When the French and Russian proletariat rose up against the middle and upper classes, they made a lot of noise and used pitchforks. Whereas here the revolutionaries are using stealth and a drip-drip-drip policy of never-ending legislation.
It started when they let ramblers trample all over your flowerbeds and then, of course, there was hunting. We know that the antis couldn’t really have cared less about the wellbeing of foxy woxy, but they hated, with a passion, the well-heeled country folk who charged about on their horses shouting tally ho.
Then came the attack on four-wheel-drive cars. “It’s the environment,” they smiled, but it’s no such thing. Otherwise they’d be up north taxing people with clapped out Ford Orions and telling fat people in council houses to get out of the chip shop and lag their bloody lofts.

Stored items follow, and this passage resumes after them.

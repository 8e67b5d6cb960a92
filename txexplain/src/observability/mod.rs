//! Logging setup.
//!
//! Library code only emits `tracing` events. Binaries and tests that want to
//! see them call [`init_logging`] once at startup.

use serde::{Deserialize, Serialize};
use tracing_subscriber::EnvFilter;

fn default_level() -> String {
    "info".to_string()
}

/// How log output is formatted and filtered.
#[derive(Debug, Clone, PartialEq, Eq, Serialize, Deserialize)]
pub struct LoggingConfig {
    /// Filter directive used when `RUST_LOG` is unset, e.g. `info` or
    /// `txexplain=debug`.
    #[serde(default = "default_level")]
    pub level: String,
    /// Emit newline-delimited JSON instead of human-readable lines.
    #[serde(default)]
    pub json: bool,
    /// Include the event target (module path).
    #[serde(default)]
    pub with_target: bool,
}

impl Default for LoggingConfig {
    fn default() -> Self {
        Self {
            level: default_level(),
            json: false,
            with_target: false,
        }
    }
}

impl LoggingConfig {
    /// Sets the default filter directive.
    #[must_use]
    pub fn with_level(mut self, level: impl Into<String>) -> Self {
        self.level = level.into();
        self
    }

    /// Switches to JSON output.
    #[must_use]
    pub fn json(mut self) -> Self {
        self.json = true;
        self
    }

    fn filter(&self) -> EnvFilter {
        EnvFilter::try_from_default_env()
            .or_else(|_| EnvFilter::try_new(&self.level))
            .unwrap_or_else(|_| EnvFilter::new(default_level()))
    }
}

/// Installs the global subscriber.
///
/// Returns `false` if a subscriber was already installed, in which case the
/// existing one is left in place.
pub fn init_logging(config: &LoggingConfig) -> bool {
    let builder = tracing_subscriber::fmt()
        .with_env_filter(config.filter())
        .with_target(config.with_target);

    let installed = if config.json {
        builder.json().try_init()
    } else {
        builder.try_init()
    };
    installed.is_ok()
}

No, they go after Chelsea Tractors because these are symbols of middle-class success. You have to remember that trade unionists and antinuclear campaigners didn’t go away. They just morphed into eco-mentalists because they realised that global warming was a better weapon than striking, or doing lesbionics for mother Russia in Berkshire.
Think about it. They tell you not to go to Tuscany this summer, and they throw withering looks at the Ryanair flights to Gascony. But when Kentucky Fried Chicken starts advertising a bucket of supper with disposable plates and nonbiodegradable plastic cutlery so you don’t have to get your fat arse out of your DFS sofa and wash up, do we hear a murmur? You can cup your ears as much as you like but the answer is no.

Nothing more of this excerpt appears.